The analysis of NASA satellite imagery by Eyes on the Forest reveals that APP continues to clear forest in the Giam Siak Kecil-Bukit Batu, a block of which was recently declared a UNESCO Biosphere Reserve.
“Asia Pulp & Paper/Sinar Mas Group and their associated companies should take seriously their legal responsibility as license holders to prevent such fires in their concessions, regardless of whether the fires are caused by themselves or others,” said Susanto Kurniawan of Jikalahari. “We also call on APP/SMG to stop building new roads through or next to natural forest, digging peat drainage canals and clearing any more natural peatland forest. All of that facilitates fires.”
“Whether through fires, draining or forest clearance in its wood-sourcing concessions, APP/SMG is the single biggest contributor to the destruction of natural forest and peat soil in the original ecosystem where the Biosphere Reserve was established. Between 1996 and 2007, APP had pulped 177,000 hectares – 65 percent of all natural forest lost in the ecosystem,” added Nursamsu of WWF-Indonesia.
For the first 6 months of 2009 that Riau Province had the largest number of fire “hotspots” in Indonesia with 4,782.

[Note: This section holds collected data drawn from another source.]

//! Certo engine — image acquisition, check execution, and readiness
//! polling.
//!
//! The engine pulls an image through an [`ImageSource`](image::ImageSource),
//! materializes its flattened filesystem into a run-scoped scratch
//! directory, runs an ordered battery of checks against it, and aggregates
//! the outcomes. The operator deployment check in [`olm`] composes the
//! [`poll`] primitive with a sequence of cluster resource operations.

pub mod engine;
pub mod extract;
pub mod image;
pub mod olm;
pub mod poll;

// Re-export common types
pub use engine::CertificationEngine;
pub use extract::{materialize, ExtractedFilesystem};
pub use image::{ImageHandle, ImageSource, ImageUri, LayerBlob, RegistryAuth, RegistrySource};
pub use olm::{ClusterClient, OlmDeploymentCheck, OperatorData};
pub use poll::{wait_for, DEFAULT_POLL_INTERVAL};

/// Certo engine version.
pub const VERSION: &str = env!("CARGO_PKG_VERSION");
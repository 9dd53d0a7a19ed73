//! Table formatting helpers for CLI output.

use certo_core::result::Results;
use comfy_table::{ContentArrangement, Table};

/// Create a styled table with the given headers.
pub fn new_table(headers: &[&str]) -> Table {
    let mut table = Table::new();
    table.set_content_arrangement(ContentArrangement::Dynamic);
    table.load_preset(comfy_table::presets::NOTHING);
    table.set_header(headers);
    table
}

/// Render a run's outcomes as a table: one row per check, in outcome order.
pub fn results_table(results: &Results) -> Table {
    let mut table = new_table(&["CHECK", "OUTCOME", "TIME"]);
    for result in &results.passed {
        table.add_row(vec![
            result.name().to_string(),
            "passed".to_string(),
            format_elapsed(result.elapsed),
        ]);
    }
    for result in &results.failed {
        table.add_row(vec![
            result.name().to_string(),
            "failed".to_string(),
            format_elapsed(result.elapsed),
        ]);
    }
    for result in &results.errored {
        table.add_row(vec![
            result.name().to_string(),
            "errored".to_string(),
            format_elapsed(result.elapsed),
        ]);
    }
    table
}

/// Format an elapsed duration as a short human-readable string.
pub fn format_elapsed(elapsed: std::time::Duration) -> String {
    let millis = elapsed.as_millis();
    if millis >= 10_000 {
        format!("{:.1}s", elapsed.as_secs_f64())
    } else {
        format!("{}ms", millis)
    }
}
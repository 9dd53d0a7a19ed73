use thiserror::Error;

/// Certo error types
#[derive(Error, Debug)]
pub enum CertoError {
    /// Image pull failed; aborts the run before any check executes
    #[error("Image pull failed: {uri} - {message}")]
    PullFailed { uri: String, message: String },

    /// Scratch directory could not be created; aborts the run
    #[error("Scratch directory creation failed: {0}")]
    TempDirCreateFailed(String),

    /// Export or extraction of the image filesystem failed; aborts the run
    #[error("Extraction failed: {0}")]
    ExtractionFailed(String),

    /// A readiness wait exhausted its timeout budget
    #[error("Timeout: {0}")]
    Timeout(String),

    /// Cluster object lookup found nothing
    #[error("{kind} '{name}' not found")]
    NotFound { kind: String, name: String },

    /// Cluster object creation conflicted with an existing object
    #[error("{kind} '{name}' already exists")]
    AlreadyExists { kind: String, name: String },

    /// Any other cluster API failure
    #[error("Cluster error: {kind} - {message}")]
    ClusterError { kind: String, message: String },

    /// Bundle annotation metadata missing or unreadable
    #[error("Annotation error: {0}")]
    AnnotationError(String),

    /// Configuration error
    #[error("Configuration error: {0}")]
    ConfigError(String),

    /// Artifact write failure
    #[error("Artifact error: {0}")]
    ArtifactError(String),

    /// Image reference or metadata error
    #[error("Image error: {0}")]
    ImageError(String),

    /// Container registry error
    #[error("Registry error: {registry} - {message}")]
    RegistryError { registry: String, message: String },

    /// I/O error
    #[error("I/O error: {0}")]
    IoError(#[from] std::io::Error),

    /// Serialization error
    #[error("Serialization error: {0}")]
    SerializationError(String),

    /// Generic error
    #[error("{0}")]
    Other(String),
}

impl From<serde_json::Error> for CertoError {
    fn from(err: serde_json::Error) -> Self {
        CertoError::SerializationError(err.to_string())
    }
}

impl From<serde_yaml::Error> for CertoError {
    fn from(err: serde_yaml::Error) -> Self {
        CertoError::SerializationError(err.to_string())
    }
}

/// Result type alias for Certo operations
pub type Result<T> = std::result::Result<T, CertoError>;

#[cfg(test)]
mod tests {
    use super::*;

    #[test]
    fn test_pull_failed_display() {
        let error = CertoError::PullFailed {
            uri: "quay.io/example/app:v1".to_string(),
            message: "connection refused".to_string(),
        };
        assert_eq!(
            error.to_string(),
            "Image pull failed: quay.io/example/app:v1 - connection refused"
        );
    }

    #[test]
    fn test_temp_dir_create_failed_display() {
        let error = CertoError::TempDirCreateFailed("permission denied".to_string());
        assert_eq!(
            error.to_string(),
            "Scratch directory creation failed: permission denied"
        );
    }

    #[test]
    fn test_extraction_failed_display() {
        let error = CertoError::ExtractionFailed("malformed tar stream".to_string());
        assert_eq!(error.to_string(), "Extraction failed: malformed tar stream");
    }

    #[test]
    fn test_timeout_display() {
        let error = CertoError::Timeout("condition not met within 90s".to_string());
        assert_eq!(error.to_string(), "Timeout: condition not met within 90s");
    }

    #[test]
    fn test_not_found_display() {
        let error = CertoError::NotFound {
            kind: "Subscription".to_string(),
            name: "my-operator-sub".to_string(),
        };
        assert_eq!(error.to_string(), "Subscription 'my-operator-sub' not found");
    }

    #[test]
    fn test_already_exists_display() {
        let error = CertoError::AlreadyExists {
            kind: "Namespace".to_string(),
            name: "operator-test".to_string(),
        };
        assert_eq!(error.to_string(), "Namespace 'operator-test' already exists");
    }

    #[test]
    fn test_not_found_and_already_exists_are_distinguishable() {
        let not_found = CertoError::NotFound {
            kind: "CatalogSource".to_string(),
            name: "cs".to_string(),
        };
        let conflict = CertoError::AlreadyExists {
            kind: "CatalogSource".to_string(),
            name: "cs".to_string(),
        };
        assert!(matches!(not_found, CertoError::NotFound { .. }));
        assert!(matches!(conflict, CertoError::AlreadyExists { .. }));
    }

    #[test]
    fn test_registry_error_display() {
        let error = CertoError::RegistryError {
            registry: "quay.io".to_string(),
            message: "authentication failed".to_string(),
        };
        assert_eq!(
            error.to_string(),
            "Registry error: quay.io - authentication failed"
        );
    }

    #[test]
    fn test_io_error_conversion() {
        let io_error = std::io::Error::new(std::io::ErrorKind::NotFound, "file not found");
        let error: CertoError = io_error.into();
        assert!(matches!(error, CertoError::IoError(_)));
        assert!(error.to_string().contains("file not found"));
    }

    #[test]
    fn test_serde_json_error_conversion() {
        let result: std::result::Result<serde_json::Value, _> =
            serde_json::from_str("{ invalid json }");
        let error: CertoError = result.unwrap_err().into();
        assert!(matches!(error, CertoError::SerializationError(_)));
    }

    #[test]
    fn test_serde_yaml_error_conversion() {
        let result: std::result::Result<serde_yaml::Value, _> =
            serde_yaml::from_str("invalid: yaml: content:");
        let error: CertoError = result.unwrap_err().into();
        assert!(matches!(error, CertoError::SerializationError(_)));
    }

    #[test]
    fn test_other_error_display() {
        let error = CertoError::Other("unknown failure".to_string());
        assert_eq!(error.to_string(), "unknown failure");
    }
}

“These forests were cleared sometimes without proper licenses and sometimes even inside provincial protection areas,” said Hariansyah Usman of Walhi Riau. “In addition, they also sometimes violated Presidential Decree Number 32 Year 1990, which prohibits clearance of natural forest on peat soil deeper than 3 meters. APP/SMG still continues this kind of legally questionable forest clearance elsewhere in Sumatra. We call on the government to reopen the findings of the recently terminated illegal logging investigation properly, instead of closing the case. We also call on the government to take legal action against companies which set fires.”
Eyes on the Forest notes that only 35 percent of the 700,000-hectare UNESCO Biosphere Reserve is natural forest—the rest is dominated by biologically-impoverished acacia plantations.
“We hope that the biosphere reserve’s natural forest will remain and that the health of the peat ecosystem of the reserve will recover. For that to happen, APP needs to provide real security to the area and conduct responsible hydrological management of the peat. The recent fire hotspot map clearly shows that the company does not. It is time for them to live up to their own PR,” said Jikalahari’s Susanto Kurniawan.
APP has been targeted by green groups for its role in the destruction of forests and peatlands in Bukit Tigapuluh in Central Sumatra. APP’s activities threaten an important population of critically endangered Sumatran orangutans as well as other at-risk species, including Sumatran tigers. APP plans to clear up to 200,000 hectares of Bukit Tigapuluh.